**Your assignment**
Your output should be the lines of the entries below, exactly, from the first one through the line that holds "replace the result.".

[Collected data entries]
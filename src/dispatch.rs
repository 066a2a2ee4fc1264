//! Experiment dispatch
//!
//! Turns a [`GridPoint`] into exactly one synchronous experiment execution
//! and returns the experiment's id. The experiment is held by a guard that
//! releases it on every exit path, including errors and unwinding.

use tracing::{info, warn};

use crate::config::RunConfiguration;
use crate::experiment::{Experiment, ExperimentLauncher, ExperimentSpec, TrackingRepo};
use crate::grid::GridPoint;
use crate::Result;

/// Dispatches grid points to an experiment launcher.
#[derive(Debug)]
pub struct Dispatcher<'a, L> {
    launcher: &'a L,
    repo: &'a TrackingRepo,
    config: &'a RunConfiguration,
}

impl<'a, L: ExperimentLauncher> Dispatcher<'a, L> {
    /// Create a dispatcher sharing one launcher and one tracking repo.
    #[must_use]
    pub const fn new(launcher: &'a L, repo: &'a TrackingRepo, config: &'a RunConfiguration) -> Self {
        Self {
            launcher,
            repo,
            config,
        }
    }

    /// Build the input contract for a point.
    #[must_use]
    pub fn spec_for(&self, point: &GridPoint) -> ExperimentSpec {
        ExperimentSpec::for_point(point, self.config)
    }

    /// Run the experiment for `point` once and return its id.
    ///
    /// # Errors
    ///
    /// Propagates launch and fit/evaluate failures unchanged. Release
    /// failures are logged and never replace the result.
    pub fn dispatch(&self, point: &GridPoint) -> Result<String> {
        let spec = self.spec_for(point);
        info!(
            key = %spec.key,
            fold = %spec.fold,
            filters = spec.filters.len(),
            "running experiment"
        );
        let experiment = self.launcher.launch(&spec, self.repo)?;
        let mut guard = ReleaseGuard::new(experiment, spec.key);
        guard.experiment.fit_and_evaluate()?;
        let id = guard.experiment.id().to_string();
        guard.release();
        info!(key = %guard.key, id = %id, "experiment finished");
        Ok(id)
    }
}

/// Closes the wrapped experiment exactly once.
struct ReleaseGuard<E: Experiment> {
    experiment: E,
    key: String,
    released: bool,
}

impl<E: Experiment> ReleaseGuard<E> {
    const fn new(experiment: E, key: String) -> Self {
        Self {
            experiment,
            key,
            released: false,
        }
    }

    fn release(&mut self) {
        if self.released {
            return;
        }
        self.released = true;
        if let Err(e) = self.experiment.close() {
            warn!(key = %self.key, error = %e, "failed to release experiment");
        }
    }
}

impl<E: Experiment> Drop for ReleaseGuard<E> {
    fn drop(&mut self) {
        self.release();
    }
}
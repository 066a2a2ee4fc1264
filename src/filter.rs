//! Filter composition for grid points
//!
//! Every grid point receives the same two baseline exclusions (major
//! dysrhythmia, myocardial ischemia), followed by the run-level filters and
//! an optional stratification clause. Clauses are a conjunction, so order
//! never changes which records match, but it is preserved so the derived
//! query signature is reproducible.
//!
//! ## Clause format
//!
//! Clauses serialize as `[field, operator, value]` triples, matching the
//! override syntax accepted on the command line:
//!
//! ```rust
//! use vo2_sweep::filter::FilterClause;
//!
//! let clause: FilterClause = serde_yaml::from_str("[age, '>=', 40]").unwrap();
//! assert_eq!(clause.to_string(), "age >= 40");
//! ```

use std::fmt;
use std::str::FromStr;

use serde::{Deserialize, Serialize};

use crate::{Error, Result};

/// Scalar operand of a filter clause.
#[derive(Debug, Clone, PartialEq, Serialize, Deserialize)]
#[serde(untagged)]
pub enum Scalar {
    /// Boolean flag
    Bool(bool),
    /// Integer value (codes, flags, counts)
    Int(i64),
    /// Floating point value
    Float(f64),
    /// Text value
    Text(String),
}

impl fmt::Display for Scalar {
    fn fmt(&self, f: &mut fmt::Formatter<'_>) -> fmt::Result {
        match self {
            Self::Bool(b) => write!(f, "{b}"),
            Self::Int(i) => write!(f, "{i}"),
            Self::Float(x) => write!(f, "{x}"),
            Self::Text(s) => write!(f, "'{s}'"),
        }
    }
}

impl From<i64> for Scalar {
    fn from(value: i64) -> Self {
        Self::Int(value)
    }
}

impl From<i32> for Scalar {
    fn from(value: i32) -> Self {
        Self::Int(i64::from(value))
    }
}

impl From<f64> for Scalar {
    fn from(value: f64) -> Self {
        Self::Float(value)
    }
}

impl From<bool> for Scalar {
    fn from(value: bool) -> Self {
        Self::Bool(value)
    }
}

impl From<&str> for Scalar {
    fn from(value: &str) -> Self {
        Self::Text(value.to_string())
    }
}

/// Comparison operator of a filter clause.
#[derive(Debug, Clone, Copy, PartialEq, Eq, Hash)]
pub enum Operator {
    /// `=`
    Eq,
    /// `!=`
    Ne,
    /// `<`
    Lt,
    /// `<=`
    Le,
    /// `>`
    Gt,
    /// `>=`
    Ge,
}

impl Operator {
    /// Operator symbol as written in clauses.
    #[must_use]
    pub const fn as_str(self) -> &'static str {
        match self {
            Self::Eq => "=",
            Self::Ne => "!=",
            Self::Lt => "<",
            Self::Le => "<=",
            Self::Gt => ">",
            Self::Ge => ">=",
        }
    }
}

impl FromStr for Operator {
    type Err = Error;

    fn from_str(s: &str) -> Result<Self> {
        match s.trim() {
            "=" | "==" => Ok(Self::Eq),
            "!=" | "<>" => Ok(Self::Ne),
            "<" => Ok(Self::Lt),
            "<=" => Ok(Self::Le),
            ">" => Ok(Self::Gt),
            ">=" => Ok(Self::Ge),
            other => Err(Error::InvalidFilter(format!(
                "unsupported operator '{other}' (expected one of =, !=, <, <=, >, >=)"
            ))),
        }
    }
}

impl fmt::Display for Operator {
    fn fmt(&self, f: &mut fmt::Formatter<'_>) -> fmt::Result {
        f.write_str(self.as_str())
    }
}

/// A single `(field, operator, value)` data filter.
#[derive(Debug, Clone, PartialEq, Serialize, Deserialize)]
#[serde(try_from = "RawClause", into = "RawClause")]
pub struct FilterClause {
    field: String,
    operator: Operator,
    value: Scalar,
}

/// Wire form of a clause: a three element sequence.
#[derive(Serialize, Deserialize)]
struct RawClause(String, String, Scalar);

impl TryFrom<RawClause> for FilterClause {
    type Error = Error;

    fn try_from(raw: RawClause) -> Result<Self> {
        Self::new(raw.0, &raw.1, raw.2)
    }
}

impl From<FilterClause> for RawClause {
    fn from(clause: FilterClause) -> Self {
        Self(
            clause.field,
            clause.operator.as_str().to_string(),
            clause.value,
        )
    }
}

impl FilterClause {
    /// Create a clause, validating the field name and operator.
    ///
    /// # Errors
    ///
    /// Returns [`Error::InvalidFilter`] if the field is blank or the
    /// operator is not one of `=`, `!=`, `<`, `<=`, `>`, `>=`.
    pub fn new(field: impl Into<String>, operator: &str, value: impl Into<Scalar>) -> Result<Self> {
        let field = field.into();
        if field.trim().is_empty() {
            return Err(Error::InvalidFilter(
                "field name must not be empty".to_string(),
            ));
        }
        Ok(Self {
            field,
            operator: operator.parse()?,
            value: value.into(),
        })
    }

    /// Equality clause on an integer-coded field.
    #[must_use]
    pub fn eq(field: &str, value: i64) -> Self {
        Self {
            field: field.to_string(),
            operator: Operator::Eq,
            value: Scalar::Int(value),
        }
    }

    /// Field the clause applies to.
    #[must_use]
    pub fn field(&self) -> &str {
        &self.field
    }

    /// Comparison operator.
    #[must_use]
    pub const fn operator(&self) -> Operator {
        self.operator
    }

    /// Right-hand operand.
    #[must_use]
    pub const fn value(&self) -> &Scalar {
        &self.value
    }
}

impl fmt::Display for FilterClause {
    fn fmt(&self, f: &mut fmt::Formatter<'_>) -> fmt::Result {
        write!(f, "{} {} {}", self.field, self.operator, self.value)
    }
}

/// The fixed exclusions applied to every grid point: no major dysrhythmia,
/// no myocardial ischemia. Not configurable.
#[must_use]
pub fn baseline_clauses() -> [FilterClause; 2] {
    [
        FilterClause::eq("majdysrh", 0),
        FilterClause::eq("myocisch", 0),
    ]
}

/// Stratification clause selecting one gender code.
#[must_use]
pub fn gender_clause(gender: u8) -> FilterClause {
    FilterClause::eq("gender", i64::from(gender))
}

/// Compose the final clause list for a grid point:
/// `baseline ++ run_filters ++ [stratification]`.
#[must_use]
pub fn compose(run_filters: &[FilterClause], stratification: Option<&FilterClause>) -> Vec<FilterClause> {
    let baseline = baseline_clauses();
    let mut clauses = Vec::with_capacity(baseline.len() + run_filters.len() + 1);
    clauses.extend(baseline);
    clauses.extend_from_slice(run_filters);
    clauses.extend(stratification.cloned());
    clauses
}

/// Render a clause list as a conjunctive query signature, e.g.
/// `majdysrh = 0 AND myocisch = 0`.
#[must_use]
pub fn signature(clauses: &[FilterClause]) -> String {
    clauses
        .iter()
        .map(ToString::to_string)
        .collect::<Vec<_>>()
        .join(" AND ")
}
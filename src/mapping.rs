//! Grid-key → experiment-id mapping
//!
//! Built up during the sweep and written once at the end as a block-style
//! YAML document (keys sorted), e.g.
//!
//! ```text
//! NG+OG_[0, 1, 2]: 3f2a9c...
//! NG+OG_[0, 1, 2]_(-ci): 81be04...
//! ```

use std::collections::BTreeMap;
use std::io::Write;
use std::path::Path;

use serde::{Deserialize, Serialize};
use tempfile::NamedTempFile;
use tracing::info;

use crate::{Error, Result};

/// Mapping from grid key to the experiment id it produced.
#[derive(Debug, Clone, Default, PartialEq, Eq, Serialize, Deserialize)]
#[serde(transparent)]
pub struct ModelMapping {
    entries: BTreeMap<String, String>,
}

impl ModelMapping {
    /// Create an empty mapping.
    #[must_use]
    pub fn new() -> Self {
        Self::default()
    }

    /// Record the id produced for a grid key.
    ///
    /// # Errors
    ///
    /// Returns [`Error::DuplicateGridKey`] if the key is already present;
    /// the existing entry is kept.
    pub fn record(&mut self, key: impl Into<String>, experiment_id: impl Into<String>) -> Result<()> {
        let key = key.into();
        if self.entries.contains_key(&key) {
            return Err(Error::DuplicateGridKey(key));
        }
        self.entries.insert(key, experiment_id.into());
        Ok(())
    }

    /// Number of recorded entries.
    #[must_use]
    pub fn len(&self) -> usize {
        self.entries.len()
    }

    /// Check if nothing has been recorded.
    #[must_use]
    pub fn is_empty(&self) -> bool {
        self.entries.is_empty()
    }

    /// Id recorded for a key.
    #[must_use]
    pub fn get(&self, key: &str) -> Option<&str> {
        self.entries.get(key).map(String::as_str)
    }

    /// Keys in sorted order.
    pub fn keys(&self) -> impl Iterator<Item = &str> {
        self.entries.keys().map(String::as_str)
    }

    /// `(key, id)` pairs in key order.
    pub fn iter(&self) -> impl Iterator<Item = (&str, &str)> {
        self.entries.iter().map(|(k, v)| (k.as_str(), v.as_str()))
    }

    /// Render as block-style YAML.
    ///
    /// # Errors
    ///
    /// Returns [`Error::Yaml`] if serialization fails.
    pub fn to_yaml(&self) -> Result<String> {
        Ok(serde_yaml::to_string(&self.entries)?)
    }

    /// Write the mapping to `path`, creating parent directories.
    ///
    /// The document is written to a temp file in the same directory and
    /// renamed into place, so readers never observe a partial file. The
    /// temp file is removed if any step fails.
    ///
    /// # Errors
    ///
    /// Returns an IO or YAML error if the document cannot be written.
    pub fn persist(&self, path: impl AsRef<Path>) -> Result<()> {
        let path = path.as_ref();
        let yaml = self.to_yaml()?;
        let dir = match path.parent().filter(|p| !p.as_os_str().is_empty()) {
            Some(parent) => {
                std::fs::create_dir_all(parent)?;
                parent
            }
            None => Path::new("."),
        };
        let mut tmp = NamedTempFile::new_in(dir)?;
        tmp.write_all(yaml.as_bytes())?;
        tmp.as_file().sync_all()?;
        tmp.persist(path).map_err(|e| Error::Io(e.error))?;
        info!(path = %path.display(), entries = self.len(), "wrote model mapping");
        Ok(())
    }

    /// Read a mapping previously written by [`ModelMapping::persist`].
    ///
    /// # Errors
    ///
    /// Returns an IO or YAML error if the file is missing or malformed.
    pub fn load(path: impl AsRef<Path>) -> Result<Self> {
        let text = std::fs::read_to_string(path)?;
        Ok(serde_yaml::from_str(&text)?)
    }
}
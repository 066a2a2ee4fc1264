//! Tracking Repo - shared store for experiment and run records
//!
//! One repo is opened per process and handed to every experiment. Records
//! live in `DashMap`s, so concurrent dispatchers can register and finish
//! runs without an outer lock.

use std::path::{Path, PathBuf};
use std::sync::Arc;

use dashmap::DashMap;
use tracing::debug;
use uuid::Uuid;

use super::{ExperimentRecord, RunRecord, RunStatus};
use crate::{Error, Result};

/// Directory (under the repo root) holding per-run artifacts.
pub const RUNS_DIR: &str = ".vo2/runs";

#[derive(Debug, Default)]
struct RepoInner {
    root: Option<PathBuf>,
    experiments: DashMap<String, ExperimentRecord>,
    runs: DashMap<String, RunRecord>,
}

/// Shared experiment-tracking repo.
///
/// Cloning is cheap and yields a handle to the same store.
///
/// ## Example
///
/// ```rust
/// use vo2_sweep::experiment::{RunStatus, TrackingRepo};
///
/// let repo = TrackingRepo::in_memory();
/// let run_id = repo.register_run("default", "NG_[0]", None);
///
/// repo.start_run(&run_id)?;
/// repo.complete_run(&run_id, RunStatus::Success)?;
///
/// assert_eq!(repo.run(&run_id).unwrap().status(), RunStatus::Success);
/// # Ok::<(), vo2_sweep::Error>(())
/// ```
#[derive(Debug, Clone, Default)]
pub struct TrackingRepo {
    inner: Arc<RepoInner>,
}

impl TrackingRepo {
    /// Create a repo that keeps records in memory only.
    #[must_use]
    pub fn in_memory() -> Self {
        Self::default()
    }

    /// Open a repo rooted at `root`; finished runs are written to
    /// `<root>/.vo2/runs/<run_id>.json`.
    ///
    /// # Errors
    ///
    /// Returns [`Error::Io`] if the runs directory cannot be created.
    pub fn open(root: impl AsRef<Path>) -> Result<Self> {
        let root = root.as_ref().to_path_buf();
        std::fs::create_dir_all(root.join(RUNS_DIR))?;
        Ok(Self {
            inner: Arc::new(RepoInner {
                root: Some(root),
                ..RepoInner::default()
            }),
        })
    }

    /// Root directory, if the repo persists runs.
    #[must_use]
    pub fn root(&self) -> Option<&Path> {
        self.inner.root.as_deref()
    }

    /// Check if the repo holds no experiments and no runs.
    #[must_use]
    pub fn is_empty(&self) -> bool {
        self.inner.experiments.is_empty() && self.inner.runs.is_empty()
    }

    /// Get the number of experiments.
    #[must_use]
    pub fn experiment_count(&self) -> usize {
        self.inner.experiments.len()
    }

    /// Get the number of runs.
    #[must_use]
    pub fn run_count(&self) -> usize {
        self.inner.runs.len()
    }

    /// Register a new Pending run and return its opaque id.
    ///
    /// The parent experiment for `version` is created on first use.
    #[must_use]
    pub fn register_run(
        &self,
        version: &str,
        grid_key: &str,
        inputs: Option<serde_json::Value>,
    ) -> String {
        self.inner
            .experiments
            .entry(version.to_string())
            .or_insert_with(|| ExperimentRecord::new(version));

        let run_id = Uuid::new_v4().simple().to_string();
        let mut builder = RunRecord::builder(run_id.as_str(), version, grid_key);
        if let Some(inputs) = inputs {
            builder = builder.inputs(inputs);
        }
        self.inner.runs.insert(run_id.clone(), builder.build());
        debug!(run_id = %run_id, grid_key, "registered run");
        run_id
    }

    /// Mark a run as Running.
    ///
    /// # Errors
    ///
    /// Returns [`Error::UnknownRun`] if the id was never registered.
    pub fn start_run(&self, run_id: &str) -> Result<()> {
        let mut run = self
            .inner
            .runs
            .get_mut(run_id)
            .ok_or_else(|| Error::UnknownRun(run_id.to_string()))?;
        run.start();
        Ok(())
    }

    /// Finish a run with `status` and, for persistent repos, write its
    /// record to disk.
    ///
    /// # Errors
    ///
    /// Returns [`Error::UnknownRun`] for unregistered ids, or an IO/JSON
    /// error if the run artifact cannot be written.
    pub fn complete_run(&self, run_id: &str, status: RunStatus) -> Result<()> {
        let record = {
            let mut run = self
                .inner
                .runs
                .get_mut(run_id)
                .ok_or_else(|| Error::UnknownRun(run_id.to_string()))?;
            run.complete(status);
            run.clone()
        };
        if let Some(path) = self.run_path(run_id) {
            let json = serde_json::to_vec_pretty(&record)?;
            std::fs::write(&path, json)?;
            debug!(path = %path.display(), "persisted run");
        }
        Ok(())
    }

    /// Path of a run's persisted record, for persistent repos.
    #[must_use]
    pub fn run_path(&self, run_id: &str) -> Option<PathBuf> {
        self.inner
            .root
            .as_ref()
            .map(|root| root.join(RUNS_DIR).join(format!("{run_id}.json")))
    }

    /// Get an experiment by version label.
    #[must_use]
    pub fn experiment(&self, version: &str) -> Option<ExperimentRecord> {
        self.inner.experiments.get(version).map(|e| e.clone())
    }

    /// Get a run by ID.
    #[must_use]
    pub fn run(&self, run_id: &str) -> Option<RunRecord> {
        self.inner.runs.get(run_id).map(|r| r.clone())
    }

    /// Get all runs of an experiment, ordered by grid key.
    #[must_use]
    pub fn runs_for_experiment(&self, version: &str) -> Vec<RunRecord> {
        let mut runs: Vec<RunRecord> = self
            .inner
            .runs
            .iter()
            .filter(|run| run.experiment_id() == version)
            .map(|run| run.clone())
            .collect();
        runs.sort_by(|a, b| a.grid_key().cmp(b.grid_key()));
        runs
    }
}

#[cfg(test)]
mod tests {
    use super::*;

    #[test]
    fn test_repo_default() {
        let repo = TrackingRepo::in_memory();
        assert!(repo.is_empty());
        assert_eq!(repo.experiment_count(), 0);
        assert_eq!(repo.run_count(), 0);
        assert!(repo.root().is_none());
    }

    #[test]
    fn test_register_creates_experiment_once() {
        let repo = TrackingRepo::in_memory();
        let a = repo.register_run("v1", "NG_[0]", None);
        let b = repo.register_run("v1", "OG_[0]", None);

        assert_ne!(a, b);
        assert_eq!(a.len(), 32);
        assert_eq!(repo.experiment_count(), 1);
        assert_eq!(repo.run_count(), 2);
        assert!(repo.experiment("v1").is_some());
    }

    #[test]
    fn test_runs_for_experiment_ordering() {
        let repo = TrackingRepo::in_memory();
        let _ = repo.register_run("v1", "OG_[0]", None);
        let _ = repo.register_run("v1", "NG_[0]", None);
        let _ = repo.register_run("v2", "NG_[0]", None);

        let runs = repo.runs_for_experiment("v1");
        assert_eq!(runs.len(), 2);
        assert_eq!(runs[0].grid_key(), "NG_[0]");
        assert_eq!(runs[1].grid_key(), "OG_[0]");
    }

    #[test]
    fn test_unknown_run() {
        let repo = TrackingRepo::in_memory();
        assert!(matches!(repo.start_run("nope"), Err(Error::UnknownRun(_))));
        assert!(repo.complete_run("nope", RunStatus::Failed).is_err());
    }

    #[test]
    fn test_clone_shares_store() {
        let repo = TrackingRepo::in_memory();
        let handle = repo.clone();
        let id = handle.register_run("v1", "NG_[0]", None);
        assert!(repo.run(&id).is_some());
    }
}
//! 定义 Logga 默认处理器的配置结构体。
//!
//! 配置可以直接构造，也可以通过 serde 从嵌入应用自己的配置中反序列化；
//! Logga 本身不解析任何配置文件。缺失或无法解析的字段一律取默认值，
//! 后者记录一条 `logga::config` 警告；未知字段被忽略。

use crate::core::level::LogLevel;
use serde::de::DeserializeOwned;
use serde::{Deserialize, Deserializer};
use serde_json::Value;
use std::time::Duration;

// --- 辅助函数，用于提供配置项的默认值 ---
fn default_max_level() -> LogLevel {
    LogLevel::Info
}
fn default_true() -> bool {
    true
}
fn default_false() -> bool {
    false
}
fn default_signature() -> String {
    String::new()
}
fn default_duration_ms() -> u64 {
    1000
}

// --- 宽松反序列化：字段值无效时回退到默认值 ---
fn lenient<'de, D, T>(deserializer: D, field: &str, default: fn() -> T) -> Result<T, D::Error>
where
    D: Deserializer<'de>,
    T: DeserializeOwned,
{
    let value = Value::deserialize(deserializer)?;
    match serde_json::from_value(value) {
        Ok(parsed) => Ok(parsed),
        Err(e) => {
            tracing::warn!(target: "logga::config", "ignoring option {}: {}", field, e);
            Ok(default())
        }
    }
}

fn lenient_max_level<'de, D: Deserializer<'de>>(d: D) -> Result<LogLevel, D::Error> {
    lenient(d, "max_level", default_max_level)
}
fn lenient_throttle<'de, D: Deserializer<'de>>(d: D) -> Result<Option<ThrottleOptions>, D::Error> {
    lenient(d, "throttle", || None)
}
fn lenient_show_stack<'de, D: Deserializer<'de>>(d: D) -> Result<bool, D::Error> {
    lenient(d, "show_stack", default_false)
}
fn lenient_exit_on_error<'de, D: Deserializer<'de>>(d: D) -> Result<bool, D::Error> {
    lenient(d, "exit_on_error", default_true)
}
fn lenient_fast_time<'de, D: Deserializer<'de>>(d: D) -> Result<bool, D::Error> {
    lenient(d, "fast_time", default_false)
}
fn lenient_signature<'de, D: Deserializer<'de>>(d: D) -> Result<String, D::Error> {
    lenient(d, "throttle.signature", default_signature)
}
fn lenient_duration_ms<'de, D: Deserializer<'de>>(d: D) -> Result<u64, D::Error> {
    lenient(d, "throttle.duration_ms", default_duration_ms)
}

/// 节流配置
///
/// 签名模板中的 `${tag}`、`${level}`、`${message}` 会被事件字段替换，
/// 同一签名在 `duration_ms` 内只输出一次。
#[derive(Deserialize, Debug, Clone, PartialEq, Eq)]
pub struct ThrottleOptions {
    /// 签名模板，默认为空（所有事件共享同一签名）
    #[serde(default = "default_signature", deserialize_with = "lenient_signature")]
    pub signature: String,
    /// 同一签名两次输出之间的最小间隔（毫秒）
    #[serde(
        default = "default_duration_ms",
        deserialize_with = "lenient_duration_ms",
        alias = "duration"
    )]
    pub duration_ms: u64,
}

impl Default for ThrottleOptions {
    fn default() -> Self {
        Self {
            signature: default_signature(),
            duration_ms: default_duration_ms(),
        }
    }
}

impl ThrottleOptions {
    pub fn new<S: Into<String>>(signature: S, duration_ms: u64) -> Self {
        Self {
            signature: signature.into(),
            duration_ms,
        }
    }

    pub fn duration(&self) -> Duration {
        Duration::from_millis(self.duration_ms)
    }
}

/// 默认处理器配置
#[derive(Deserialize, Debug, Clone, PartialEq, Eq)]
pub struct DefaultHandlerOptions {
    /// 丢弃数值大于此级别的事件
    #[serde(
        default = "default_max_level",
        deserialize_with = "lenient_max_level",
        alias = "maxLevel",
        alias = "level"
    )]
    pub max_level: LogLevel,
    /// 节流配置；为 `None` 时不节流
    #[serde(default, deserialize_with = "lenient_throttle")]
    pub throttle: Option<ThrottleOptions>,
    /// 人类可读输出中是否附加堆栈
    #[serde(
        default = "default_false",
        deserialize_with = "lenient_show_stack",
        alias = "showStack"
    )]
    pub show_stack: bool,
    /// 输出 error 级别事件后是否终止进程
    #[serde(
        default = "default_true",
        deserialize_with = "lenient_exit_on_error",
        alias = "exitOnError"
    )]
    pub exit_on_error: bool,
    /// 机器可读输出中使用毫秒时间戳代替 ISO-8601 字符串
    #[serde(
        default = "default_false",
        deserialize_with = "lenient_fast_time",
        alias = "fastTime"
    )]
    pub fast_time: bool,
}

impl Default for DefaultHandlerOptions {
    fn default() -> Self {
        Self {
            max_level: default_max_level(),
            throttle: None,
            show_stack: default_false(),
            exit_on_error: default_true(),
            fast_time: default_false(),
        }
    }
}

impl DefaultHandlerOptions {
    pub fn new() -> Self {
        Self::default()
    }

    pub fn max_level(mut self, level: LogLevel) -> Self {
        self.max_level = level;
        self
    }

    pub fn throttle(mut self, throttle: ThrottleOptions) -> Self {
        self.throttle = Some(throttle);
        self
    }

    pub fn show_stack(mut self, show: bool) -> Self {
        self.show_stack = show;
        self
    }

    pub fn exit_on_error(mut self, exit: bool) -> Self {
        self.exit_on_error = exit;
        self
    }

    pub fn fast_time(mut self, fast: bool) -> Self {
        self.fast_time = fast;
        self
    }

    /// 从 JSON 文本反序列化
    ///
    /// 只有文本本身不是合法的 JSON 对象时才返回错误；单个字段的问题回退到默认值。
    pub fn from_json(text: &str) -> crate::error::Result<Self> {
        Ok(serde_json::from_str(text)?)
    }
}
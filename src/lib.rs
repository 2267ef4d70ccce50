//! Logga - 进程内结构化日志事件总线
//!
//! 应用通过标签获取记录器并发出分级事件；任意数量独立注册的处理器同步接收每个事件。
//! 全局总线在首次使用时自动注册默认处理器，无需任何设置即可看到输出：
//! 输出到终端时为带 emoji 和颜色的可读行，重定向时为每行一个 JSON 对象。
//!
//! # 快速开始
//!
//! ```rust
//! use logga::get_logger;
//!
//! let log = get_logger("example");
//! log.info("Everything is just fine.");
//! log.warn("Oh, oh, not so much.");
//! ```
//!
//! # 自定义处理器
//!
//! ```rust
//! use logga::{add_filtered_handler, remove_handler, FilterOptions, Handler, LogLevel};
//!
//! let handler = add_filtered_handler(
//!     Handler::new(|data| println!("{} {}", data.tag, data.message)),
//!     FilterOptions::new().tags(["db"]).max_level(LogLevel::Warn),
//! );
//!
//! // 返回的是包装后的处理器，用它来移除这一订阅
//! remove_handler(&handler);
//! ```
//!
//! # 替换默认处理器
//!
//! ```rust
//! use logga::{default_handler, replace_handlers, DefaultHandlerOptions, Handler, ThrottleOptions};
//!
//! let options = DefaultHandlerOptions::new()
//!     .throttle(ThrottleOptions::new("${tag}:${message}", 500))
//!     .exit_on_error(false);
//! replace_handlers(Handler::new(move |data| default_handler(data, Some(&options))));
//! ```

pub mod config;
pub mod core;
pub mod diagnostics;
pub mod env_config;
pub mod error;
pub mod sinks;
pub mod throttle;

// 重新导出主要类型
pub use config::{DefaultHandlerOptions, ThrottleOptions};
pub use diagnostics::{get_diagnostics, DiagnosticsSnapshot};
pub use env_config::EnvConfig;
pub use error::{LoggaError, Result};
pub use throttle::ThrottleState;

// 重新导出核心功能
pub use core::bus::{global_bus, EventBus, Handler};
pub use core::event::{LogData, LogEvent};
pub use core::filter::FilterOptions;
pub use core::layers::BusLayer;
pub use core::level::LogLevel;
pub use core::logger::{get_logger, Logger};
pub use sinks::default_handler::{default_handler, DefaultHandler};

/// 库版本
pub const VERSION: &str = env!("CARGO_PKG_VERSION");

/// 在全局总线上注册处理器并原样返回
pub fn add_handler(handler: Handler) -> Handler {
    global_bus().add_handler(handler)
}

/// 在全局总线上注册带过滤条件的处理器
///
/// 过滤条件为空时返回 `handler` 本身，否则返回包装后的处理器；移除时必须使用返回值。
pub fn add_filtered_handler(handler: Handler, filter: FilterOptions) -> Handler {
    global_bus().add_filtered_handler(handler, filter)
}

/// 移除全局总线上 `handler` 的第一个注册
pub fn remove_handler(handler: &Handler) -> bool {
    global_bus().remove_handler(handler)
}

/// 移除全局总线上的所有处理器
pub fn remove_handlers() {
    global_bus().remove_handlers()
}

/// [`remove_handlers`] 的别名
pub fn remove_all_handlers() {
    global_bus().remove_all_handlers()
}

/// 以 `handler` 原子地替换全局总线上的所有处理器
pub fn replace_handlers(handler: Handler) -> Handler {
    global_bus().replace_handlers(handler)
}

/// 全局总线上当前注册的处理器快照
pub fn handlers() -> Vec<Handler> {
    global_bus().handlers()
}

**Solution below**
filename src/dispatch.rs
repository 066a2a2ee4fc1264
//! Experiment dispatch
//!
//! Turns a [`GridPoint`] into exactly one synchronous experiment execution
//! and returns the experiment's id. The experiment is held by a guard that
//! releases it on every exit path, including errors and unwinding.

use tracing::{info, warn};

use crate::config::RunConfiguration;
use crate::experiment::{Experiment, ExperimentLauncher, ExperimentSpec, TrackingRepo};
use crate::grid::GridPoint;
use crate::Result;

/// Dispatches grid points to an experiment launcher.
#[derive(Debug)]
pub struct Dispatcher<'a, L> {
    launcher: &'a L,
    repo: &'a TrackingRepo,
    config: &'a RunConfiguration,
}

impl<'a, L: ExperimentLauncher> Dispatcher<'a, L> {
    /// Create a dispatcher sharing one launcher and one tracking repo.
    #[must_use]
    pub const fn new(launcher: &'a L, repo: &'a TrackingRepo, config: &'a RunConfiguration) -> Self {
        Self {
            launcher,
            repo,
            config,
        }
    }

    /// Build the input contract for a point.
    #[must_use]
    pub fn spec_for(&self, point: &GridPoint) -> ExperimentSpec {
        ExperimentSpec::for_point(point, self.config)
    }

    /// Run the experiment for `point` once and return its id.
    ///
    /// # Errors
    ///
    /// Propagates launch and fit/evaluate failures unchanged. Release
    /// failures are logged and never replace the result.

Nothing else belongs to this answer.